(Extracted data entries)
◆ ◆ ◆

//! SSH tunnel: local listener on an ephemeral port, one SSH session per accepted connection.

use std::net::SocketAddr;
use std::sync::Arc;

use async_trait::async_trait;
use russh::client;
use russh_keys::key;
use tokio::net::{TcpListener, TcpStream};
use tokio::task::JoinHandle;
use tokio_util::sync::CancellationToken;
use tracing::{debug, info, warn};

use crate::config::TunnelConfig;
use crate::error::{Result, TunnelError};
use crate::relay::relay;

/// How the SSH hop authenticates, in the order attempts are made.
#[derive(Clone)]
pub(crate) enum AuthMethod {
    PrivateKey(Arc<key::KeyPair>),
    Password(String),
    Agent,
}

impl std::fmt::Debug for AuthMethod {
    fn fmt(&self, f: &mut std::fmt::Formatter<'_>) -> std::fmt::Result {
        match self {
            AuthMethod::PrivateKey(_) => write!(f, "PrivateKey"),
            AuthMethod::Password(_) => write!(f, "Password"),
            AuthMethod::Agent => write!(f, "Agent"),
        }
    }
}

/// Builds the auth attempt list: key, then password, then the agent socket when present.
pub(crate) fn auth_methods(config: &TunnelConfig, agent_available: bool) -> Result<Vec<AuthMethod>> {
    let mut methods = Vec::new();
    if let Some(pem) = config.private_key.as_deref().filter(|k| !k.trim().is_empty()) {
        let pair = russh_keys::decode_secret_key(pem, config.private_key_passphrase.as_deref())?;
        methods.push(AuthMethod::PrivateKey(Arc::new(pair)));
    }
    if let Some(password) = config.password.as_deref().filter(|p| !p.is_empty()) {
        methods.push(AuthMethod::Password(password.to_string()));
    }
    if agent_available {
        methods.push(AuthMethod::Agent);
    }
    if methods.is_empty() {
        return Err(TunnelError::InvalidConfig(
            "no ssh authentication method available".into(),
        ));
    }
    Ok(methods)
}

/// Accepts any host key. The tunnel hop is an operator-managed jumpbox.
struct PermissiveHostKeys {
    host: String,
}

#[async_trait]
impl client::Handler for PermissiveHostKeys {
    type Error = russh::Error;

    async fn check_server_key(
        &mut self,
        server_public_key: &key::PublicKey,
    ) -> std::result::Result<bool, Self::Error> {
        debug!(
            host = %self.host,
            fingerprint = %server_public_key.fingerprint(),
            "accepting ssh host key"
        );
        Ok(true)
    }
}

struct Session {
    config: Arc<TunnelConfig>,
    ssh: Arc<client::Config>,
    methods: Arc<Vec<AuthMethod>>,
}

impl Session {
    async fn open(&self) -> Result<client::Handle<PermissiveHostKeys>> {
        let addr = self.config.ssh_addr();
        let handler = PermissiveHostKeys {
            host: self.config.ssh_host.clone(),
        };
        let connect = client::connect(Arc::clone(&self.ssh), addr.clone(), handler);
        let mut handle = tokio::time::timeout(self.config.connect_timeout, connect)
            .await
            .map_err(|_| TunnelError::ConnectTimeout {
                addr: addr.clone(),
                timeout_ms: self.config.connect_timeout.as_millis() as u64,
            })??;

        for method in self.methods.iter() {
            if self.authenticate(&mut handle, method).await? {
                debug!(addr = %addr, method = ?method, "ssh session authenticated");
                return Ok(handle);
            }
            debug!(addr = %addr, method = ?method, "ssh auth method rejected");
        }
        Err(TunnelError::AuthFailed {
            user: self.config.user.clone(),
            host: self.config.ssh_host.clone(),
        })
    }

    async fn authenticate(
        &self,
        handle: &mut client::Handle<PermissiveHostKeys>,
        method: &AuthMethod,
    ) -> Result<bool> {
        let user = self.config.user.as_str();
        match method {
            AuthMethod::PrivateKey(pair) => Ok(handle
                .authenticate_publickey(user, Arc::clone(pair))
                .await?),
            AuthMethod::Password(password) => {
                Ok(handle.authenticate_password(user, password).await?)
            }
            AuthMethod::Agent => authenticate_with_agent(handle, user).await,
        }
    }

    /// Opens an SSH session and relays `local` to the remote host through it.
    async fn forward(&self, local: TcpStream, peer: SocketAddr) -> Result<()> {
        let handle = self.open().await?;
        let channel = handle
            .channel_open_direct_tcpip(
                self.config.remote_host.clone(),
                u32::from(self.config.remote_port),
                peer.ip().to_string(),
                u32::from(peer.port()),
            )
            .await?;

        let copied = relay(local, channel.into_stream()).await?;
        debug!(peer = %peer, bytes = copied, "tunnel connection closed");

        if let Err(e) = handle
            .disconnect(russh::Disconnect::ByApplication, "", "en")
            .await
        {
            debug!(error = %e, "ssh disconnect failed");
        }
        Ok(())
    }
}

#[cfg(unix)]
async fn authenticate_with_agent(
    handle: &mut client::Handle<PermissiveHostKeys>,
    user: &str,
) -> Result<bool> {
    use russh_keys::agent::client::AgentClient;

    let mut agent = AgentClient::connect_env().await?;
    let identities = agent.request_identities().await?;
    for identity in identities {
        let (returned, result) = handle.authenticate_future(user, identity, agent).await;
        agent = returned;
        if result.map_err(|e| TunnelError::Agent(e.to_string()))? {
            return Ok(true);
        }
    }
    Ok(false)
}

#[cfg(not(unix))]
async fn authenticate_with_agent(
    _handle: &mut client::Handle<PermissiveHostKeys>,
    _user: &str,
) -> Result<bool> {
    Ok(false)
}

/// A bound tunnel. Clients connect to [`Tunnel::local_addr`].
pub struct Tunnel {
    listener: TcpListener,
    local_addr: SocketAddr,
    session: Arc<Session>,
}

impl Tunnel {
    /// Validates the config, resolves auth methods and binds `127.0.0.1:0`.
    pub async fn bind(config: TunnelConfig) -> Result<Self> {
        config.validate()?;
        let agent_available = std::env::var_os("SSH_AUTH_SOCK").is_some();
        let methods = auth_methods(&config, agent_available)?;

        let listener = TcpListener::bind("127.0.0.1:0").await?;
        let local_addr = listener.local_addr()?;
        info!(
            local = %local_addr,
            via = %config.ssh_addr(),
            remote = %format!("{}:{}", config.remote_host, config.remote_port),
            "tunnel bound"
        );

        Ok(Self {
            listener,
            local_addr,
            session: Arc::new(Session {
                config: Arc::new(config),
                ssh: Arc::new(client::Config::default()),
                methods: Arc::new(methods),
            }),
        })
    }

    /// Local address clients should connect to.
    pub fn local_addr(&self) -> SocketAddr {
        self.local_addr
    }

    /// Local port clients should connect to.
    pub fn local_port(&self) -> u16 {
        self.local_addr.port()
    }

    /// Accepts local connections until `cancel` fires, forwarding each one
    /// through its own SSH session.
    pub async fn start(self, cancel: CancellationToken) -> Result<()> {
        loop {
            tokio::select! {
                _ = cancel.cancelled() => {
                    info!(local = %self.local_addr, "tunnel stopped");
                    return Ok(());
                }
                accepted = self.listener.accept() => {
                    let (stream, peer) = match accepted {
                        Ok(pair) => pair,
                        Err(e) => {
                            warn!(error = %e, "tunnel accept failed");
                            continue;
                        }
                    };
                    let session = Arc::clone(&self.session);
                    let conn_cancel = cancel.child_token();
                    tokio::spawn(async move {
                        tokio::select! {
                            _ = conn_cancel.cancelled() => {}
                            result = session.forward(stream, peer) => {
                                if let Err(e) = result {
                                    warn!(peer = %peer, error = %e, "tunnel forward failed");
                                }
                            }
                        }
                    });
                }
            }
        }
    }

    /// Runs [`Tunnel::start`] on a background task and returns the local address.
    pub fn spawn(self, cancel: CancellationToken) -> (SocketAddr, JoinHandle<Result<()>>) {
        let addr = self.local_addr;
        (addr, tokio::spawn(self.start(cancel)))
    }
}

◆ ◆ ◆

_The task_. If a line of the entries above holds "SocketAddr", count it, then report the total alone.

_Result_. 5